NaN is not equal to itself
puts Float::NAN == Float::NAN # => false (same IEEE 754 rule) puts Float::NAN.nan? # => true (correct check) puts (0.0/0.0).nan? # => true
console.log(NaN === NaN); // false β€” NaN is never equal to itself console.log(Number.isNaN(NaN)); // true β€” correct check console.log(isNaN("hello")); // true β€” WRONG! isNaN coerces first console.log(Number.isNaN("hello")); // false β€” correct (not a NaN value) console.log(parseInt("abc")); // NaN console.log(Number.isNaN(parseInt("abc"))); // true
Both Ruby and JavaScript follow IEEE 754: NaN !== NaN. Always use Number.isNaN() to check for NaN β€” never the global isNaN(), which coerces its argument to a number first and produces surprising results for strings.
parseInt is greedy
puts Integer("42") # => 42 begin Integer("42abc") # raises ArgumentError rescue ArgumentError => err puts err.message end
console.log(parseInt("42abc")); // 42 β€” stops at first non-numeric char console.log(parseInt("0x10")); // 16 β€” interprets hex console.log(parseInt("010")); // 10 β€” modern JavaScript (was 8 in old JavaScript) // Always pass the radix to be safe: console.log(parseInt("10", 10)); // 10 // Strict parsing β€” use Number() instead: console.log(Number("42abc")); // NaN β€” fails on invalid input console.log(Number("42")); // 42 β€” only pure numeric strings
Ruby's Integer() raises on invalid input. JavaScript's parseInt() silently stops at the first non-numeric character. Always pass a radix (e.g., 10) to parseInt(). Prefer Number() when you need strict validation.
== type coercion
puts 1 == "1" # => false (no coercion) puts 0 == false # => false (no coercion) puts nil == false # => false # Ruby == is predictable
console.log([] == false); // true β€” coercion madness console.log([] == 0); // true console.log("" == 0); // true console.log(null == 0); // false β€” null only == undefined console.log(null == undefined); // true // The fix: use === always console.log([] === false); // false console.log("" === 0); // false
JavaScript's == applies a complex set of type coercion rules that produce counter-intuitive results. Use === (strict equality) everywhere β€” no exceptions. The only acceptable use of == is value == null to check for both null and undefined.
arguments vs rest params
def old_style(*args) puts args.class # => Array puts args.inspect end old_style(1, 2, 3)
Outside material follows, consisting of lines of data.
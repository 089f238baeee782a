//! Client error types

use thiserror::Error;

/// Client error type
#[derive(Debug, Error)]
pub enum ClientError {
    /// Service unreachable or timed out (status code 0)
    #[error("Transport error: {0}")]
    Transport(String),

    /// Bad credentials, or the refresh token was rejected
    #[error("Authentication failed: {0}")]
    Auth(String),

    /// Rejected locally before any request was sent
    #[error("Validation error: {0}")]
    Validation(String),

    /// Non-2xx response from the service
    #[error("Service error ({status}): {message}")]
    Service { status: u16, message: String },

    /// Polled status reached a failure state
    #[error("Order {order_id} failed with status {status}")]
    TerminalFailure { order_id: String, status: String },

    /// Operation not allowed in the current state
    #[error("Invalid state: {0}")]
    InvalidState(String),

    /// 2xx response whose body is missing required fields
    #[error("Invalid response: {0}")]
    InvalidResponse(String),

    /// Local session cache could not be read or written
    #[error("Storage error: {0}")]
    Storage(#[from] std::io::Error),

    /// Serialization error
    #[error("Serialization error: {0}")]
    Serialization(#[from] serde_json::Error),
}

impl ClientError {
    /// Message suitable for showing to the person at the terminal.
    pub fn user_message(&self) -> String {
        match self {
            ClientError::Transport(msg) => msg.clone(),
            ClientError::Auth(msg) => format!("Authentication failed: {msg}"),
            ClientError::Validation(msg) => msg.clone(),
            ClientError::Service { message, .. } if !message.is_empty() => message.clone(),
            ClientError::Service { status, .. } => {
                format!("Request failed (HTTP {status})")
            }
            ClientError::TerminalFailure { order_id, status } => {
                format!("Order {order_id} failed: {status}")
            }
            ClientError::InvalidState(msg) => msg.clone(),
            ClientError::InvalidResponse(msg) => {
                format!("Unexpected response from ordering service: {msg}")
            }
            ClientError::Storage(e) => format!("Could not access local session cache: {e}"),
            ClientError::Serialization(e) => format!("Malformed data: {e}"),
        }
    }

    /// Whether the ordering service could not be reached at all.
    pub fn is_transport(&self) -> bool {
        matches!(self, ClientError::Transport(_))
    }

    pub fn is_auth(&self) -> bool {
        matches!(self, ClientError::Auth(_))
    }
}

/// Result type for client operations
pub type ClientResult<T> = Result<T, ClientError>;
function oldStyle() { console.log(Array.isArray(arguments)); // false β€” array-LIKE, not Array console.log(arguments[0], arguments[1]); // arguments is NOT available in arrow functions! } oldStyle(1, 2, 3); // Modern: use rest params β€” it's a real Array function modernStyle(...args) { console.log(Array.isArray(args)); // true console.log(args); } modernStyle(1, 2, 3);
The legacy arguments object is array-like (has numeric indices and .length) but is not a real Array β€” it has no .map(), .filter(), etc. It is also unavailable in arrow functions. Always use rest params (...args) in new code.
Prototype pollution
obj = {} puts obj.respond_to?(:to_s) # => true (inherited) puts obj.instance_variables.inspect # => [] (no inherited ivars)
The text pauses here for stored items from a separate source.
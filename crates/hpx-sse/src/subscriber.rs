//! The push interface an [`EventSource`](crate::EventSource) reports to.

use std::{
    pin::Pin,
    task::{Context, Poll},
};

use async_trait::async_trait;
use futures_core::Stream;
use tokio::sync::mpsc;

use crate::{error::SseError, event::ServerSentEvent};

/// Receives the lifecycle and messages of one event source.
///
/// The event source owns its subscriber and calls it from a single background
/// task, awaiting every call before it reads further. A slow subscriber
/// therefore throttles the stream rather than piling up events, and calls for
/// one source never overlap.
#[async_trait]
pub trait Subscriber: Send + 'static {
    /// Called once per successful connect, before any event is read.
    ///
    /// Default implementation does nothing.
    async fn on_open(&mut self) {}

    /// Called once per dispatched event, in stream order.
    async fn on_message(&mut self, event: ServerSentEvent);

    /// Called once per failed connect or failed read.
    ///
    /// Never called when the server ends the stream cleanly, and never
    /// called for cancellation. Default implementation does nothing.
    async fn on_error(&mut self, _error: SseError) {}
}

/// Notification forwarded by a [`ChannelSubscriber`].
#[derive(Debug)]
pub enum SourceEvent {
    /// The connection was (re-)established.
    Open,
    /// An event was dispatched.
    Message(ServerSentEvent),
    /// A connect or read failed; a reconnect follows.
    Error(SseError),
}

impl SourceEvent {
    /// Returns the event if this is a message.
    pub fn into_message(self) -> Option<ServerSentEvent> {
        match self {
            Self::Message(event) => Some(event),
            _ => None,
        }
    }
}

/// [`Subscriber`] that forwards every notification into a bounded channel.
///
/// The channel bound becomes the backpressure limit of the source.
#[derive(Debug)]
pub struct ChannelSubscriber {
    tx: mpsc::Sender<SourceEvent>,
}

impl ChannelSubscriber {
    /// Create a subscriber and the receiver its notifications arrive on.
    ///
    /// # Panics
    ///
    /// Panics if `capacity` is zero.
    pub fn new(capacity: usize) -> (Self, EventReceiver) {
        let (tx, rx) = mpsc::channel(capacity);
        (Self { tx }, EventReceiver { rx })
    }

    async fn forward(&self, event: SourceEvent) {
        // A dropped receiver only means nobody listens any more; the owning
        // source is shut down through its own handle.
        let _ = self.tx.send(event).await;
    }
}

#[async_trait]
impl Subscriber for ChannelSubscriber {
    async fn on_open(&mut self) {
        self.forward(SourceEvent::Open).await;
    }

    async fn on_message(&mut self, event: ServerSentEvent) {
        self.forward(SourceEvent::Message(event)).await;
    }

    async fn on_error(&mut self, error: SseError) {
        self.forward(SourceEvent::Error(error)).await;
    }
}

/// Stream of [`SourceEvent`]s produced by a [`ChannelSubscriber`].
///
/// Ends once the event source has closed.
#[derive(Debug)]
pub struct EventReceiver {
    rx: mpsc::Receiver<SourceEvent>,
}

impl EventReceiver {
    /// Receive the next notification.
    pub async fn recv(&mut self) -> Option<SourceEvent> {
        self.rx.recv().await
    }

    /// Receive the next dispatched event, skipping open and error
    /// notifications.
    pub async fn next_message(&mut self) -> Option<ServerSentEvent> {
        while let Some(event) = self.rx.recv().await {
            if let SourceEvent::Message(event) = event {
                return Some(event);
            }
        }
        None
    }
}

impl Stream for EventReceiver {
    type Item = SourceEvent;

    fn poll_next(self: Pin<&mut Self>, cx: &mut Context<'_>) -> Poll<Option<Self::Item>> {
        let this = self.get_mut();
        Pin::new(&mut this.rx).poll_recv(cx)
    }
}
const obj = {}; console.log("toString" in obj); // true β€” inherited from Object.prototype! console.log(obj.hasOwnProperty("toString")); // false β€” it's inherited console.log(Object.hasOwn(obj, "toString")); // false β€” preferred (ES2022) // Danger: plain objects as maps can collide with prototype methods const userInput = "constructor"; console.log(userInput in obj); // true β€” that's Object.prototype.constructor! // Safe alternative: use Map for dynamic string keys const safeMap = new Map(); safeMap.set("constructor", "my value"); console.log(safeMap.get("constructor")); // "my value" β€” no collision
Every plain JavaScript object inherits from Object.prototype, so built-in method names like toString, constructor, and hasOwnProperty exist on every object. The in operator includes inherited properties. Use Object.hasOwn() for own-only checks, and use Map when storing user-controlled string keys.